:: ASSIGNMENT ::
In the records below, some lines contain the word "ApiClient". Copy each of them.

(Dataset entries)
*** Block opens ***

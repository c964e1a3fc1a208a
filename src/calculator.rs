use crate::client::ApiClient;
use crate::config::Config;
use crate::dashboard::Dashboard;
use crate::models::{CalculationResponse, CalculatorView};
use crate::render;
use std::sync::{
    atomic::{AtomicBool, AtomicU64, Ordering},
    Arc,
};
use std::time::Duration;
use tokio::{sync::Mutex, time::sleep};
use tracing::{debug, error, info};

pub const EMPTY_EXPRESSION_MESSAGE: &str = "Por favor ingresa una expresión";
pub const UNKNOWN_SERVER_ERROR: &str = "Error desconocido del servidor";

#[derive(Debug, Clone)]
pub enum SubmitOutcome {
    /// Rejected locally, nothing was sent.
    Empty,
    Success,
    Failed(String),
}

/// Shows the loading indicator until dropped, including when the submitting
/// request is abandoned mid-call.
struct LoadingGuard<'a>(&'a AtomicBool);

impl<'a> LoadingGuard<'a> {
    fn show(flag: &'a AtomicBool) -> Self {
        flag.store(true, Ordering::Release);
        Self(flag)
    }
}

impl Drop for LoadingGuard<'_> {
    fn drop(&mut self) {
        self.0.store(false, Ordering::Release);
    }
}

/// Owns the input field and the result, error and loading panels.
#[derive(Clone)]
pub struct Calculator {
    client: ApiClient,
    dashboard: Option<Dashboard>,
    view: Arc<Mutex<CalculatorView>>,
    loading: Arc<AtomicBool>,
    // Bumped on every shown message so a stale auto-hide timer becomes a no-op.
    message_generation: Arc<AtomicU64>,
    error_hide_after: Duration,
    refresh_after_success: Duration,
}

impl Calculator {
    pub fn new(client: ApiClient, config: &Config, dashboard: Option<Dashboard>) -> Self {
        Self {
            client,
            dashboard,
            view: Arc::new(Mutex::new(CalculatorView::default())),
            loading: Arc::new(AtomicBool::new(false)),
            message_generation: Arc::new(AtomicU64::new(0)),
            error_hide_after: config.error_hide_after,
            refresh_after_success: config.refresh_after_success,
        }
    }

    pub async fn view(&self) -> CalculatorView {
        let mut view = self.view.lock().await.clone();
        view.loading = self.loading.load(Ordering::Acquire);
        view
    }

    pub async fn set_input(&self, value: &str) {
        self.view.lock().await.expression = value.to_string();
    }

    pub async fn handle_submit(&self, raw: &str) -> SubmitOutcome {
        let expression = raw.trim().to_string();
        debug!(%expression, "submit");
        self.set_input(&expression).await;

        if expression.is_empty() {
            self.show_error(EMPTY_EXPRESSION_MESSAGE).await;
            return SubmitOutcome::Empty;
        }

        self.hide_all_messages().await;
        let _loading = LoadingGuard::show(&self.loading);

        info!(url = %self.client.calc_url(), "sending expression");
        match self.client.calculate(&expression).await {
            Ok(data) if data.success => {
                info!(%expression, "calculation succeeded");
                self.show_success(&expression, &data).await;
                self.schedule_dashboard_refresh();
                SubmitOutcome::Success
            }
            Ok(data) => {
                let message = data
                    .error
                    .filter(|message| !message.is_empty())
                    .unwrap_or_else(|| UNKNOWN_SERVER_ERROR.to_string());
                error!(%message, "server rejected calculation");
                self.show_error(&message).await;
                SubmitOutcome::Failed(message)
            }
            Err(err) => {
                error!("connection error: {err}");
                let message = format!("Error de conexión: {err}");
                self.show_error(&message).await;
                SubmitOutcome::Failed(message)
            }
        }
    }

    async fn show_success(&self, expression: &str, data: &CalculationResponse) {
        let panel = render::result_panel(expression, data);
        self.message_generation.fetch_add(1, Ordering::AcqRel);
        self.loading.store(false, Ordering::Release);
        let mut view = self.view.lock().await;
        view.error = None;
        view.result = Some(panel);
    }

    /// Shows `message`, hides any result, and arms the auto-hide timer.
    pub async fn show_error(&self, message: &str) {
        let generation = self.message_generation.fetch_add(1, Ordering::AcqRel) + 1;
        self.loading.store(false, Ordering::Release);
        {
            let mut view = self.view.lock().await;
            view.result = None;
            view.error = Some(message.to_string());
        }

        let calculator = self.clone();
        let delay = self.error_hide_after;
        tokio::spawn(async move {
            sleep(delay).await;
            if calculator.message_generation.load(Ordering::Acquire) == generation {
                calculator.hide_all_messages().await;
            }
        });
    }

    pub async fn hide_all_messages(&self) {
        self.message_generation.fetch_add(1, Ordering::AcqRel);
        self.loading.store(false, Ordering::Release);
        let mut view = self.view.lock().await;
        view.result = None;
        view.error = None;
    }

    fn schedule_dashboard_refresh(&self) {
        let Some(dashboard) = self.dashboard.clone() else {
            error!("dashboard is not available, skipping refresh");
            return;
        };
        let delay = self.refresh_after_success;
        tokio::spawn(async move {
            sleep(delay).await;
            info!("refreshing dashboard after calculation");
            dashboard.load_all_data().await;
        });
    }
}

*** Block closes ***
*** Block opens ***

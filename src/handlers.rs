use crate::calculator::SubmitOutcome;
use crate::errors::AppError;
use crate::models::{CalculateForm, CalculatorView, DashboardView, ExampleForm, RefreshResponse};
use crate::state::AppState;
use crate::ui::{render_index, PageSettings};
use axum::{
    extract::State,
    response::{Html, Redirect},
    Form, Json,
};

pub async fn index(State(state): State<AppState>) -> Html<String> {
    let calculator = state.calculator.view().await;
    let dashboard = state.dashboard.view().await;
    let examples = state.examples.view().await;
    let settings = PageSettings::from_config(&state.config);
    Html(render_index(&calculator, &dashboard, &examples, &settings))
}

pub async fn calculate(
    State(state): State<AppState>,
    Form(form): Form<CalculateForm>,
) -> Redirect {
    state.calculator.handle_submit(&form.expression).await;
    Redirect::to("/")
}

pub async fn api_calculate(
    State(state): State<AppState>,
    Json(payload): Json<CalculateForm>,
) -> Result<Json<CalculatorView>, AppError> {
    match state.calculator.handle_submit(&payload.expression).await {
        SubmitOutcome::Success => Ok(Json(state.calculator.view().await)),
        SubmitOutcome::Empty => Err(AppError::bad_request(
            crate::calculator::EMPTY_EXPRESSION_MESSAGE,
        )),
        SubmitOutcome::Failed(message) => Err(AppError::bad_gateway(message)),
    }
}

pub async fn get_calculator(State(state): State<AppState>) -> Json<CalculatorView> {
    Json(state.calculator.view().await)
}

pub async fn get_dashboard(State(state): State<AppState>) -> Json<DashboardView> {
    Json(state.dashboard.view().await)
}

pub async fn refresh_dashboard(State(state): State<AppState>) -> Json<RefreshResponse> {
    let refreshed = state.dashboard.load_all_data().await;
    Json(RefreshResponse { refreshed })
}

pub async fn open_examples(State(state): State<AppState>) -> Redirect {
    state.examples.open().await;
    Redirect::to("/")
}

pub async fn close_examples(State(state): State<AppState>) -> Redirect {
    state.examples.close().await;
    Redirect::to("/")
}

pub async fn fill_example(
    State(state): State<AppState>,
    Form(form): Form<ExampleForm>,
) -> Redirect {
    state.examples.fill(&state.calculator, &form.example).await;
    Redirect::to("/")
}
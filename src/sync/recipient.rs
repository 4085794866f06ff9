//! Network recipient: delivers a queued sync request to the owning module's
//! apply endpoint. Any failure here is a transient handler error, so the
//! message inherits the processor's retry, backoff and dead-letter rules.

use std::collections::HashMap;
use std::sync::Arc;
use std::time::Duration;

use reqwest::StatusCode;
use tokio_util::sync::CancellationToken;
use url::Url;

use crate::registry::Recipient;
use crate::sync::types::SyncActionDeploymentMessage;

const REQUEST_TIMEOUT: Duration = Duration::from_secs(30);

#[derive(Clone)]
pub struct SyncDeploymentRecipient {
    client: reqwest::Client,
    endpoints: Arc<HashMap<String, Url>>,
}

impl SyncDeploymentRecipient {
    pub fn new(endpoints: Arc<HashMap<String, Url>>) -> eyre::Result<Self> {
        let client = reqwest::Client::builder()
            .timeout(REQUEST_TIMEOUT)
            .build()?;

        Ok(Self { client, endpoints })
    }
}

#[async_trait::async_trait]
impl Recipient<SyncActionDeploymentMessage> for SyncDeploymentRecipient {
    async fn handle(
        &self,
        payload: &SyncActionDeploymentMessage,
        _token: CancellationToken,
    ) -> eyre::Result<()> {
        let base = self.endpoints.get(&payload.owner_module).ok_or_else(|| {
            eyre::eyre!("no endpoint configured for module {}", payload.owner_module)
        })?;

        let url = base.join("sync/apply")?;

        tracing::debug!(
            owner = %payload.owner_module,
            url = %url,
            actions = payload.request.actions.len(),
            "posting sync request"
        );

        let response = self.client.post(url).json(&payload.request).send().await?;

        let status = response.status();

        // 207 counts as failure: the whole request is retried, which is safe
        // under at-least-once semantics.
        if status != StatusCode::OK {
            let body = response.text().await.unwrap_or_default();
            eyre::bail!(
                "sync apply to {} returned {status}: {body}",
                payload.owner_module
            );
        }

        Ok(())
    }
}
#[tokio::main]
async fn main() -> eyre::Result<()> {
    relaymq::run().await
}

*** Block closes ***
*** Block opens ***

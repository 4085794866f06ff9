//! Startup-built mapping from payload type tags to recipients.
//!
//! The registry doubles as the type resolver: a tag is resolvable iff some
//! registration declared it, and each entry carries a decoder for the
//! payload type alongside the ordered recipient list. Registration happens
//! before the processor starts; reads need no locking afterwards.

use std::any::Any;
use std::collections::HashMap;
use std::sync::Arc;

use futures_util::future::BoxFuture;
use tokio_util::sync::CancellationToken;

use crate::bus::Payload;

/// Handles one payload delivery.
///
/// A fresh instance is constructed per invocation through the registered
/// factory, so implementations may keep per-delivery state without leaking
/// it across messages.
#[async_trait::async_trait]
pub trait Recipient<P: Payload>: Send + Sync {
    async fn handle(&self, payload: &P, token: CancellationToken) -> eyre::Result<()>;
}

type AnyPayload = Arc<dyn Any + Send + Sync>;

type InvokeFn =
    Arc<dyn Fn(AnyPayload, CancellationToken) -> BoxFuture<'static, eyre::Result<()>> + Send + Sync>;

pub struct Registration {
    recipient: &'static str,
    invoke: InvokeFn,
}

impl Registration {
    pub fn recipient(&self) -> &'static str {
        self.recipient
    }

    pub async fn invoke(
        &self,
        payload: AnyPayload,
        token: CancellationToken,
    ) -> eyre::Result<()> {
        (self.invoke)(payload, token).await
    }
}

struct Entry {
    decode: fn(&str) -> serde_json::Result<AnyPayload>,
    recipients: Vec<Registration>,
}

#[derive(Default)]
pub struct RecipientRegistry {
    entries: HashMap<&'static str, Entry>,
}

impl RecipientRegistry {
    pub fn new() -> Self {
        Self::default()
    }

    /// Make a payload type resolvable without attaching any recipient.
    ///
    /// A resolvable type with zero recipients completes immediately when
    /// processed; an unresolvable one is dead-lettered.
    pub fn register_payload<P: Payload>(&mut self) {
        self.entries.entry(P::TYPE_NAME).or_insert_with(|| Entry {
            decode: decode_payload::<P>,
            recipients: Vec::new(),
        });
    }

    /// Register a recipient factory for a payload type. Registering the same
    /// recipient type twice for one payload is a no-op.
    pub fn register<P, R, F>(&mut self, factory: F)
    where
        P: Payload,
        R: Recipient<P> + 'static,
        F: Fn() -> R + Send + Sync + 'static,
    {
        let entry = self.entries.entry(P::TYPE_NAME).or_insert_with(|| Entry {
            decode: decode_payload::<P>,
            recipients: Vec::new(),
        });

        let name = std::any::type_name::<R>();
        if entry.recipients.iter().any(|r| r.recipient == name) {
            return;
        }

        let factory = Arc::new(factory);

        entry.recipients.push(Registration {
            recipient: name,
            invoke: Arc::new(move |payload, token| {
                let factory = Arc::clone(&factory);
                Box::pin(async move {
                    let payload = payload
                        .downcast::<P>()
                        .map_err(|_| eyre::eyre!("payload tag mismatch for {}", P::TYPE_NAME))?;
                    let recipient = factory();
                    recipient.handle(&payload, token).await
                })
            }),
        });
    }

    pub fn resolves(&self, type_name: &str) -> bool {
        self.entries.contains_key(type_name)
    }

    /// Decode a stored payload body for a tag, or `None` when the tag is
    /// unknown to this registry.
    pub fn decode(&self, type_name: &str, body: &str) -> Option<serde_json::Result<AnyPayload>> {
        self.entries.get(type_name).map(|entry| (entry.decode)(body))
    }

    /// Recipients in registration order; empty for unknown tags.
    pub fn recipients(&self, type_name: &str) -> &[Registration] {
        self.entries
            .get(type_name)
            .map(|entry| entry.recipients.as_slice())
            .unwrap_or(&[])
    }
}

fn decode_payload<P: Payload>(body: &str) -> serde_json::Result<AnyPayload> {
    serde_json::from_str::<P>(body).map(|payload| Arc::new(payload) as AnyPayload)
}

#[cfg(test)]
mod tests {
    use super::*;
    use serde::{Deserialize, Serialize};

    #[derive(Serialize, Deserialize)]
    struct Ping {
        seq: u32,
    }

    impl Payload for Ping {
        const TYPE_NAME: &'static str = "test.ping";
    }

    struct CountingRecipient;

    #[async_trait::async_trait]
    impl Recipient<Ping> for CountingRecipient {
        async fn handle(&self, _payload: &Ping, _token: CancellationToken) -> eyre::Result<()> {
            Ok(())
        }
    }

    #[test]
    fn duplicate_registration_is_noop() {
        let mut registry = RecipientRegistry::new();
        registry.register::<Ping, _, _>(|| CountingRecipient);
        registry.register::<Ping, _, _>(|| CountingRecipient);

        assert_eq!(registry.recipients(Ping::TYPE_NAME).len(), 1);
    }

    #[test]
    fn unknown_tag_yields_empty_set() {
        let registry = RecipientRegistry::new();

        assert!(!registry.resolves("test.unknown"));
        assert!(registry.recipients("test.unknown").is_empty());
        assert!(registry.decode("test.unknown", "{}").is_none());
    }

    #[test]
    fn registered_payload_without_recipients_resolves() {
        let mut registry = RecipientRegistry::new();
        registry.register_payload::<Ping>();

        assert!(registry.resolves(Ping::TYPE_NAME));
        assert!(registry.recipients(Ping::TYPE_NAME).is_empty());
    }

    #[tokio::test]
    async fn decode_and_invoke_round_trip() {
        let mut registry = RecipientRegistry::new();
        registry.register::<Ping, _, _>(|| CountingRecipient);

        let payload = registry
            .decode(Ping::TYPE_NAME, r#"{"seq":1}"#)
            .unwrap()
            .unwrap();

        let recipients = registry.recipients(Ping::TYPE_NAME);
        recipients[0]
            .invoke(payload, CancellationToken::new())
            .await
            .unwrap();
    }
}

*** Block closes ***

:: SOLUTION ::
use crate::client::ApiClient;
    client: ApiClient,
    pub fn new(client: ApiClient, config: &Config, dashboard: Option<Dashboard>) -> Self {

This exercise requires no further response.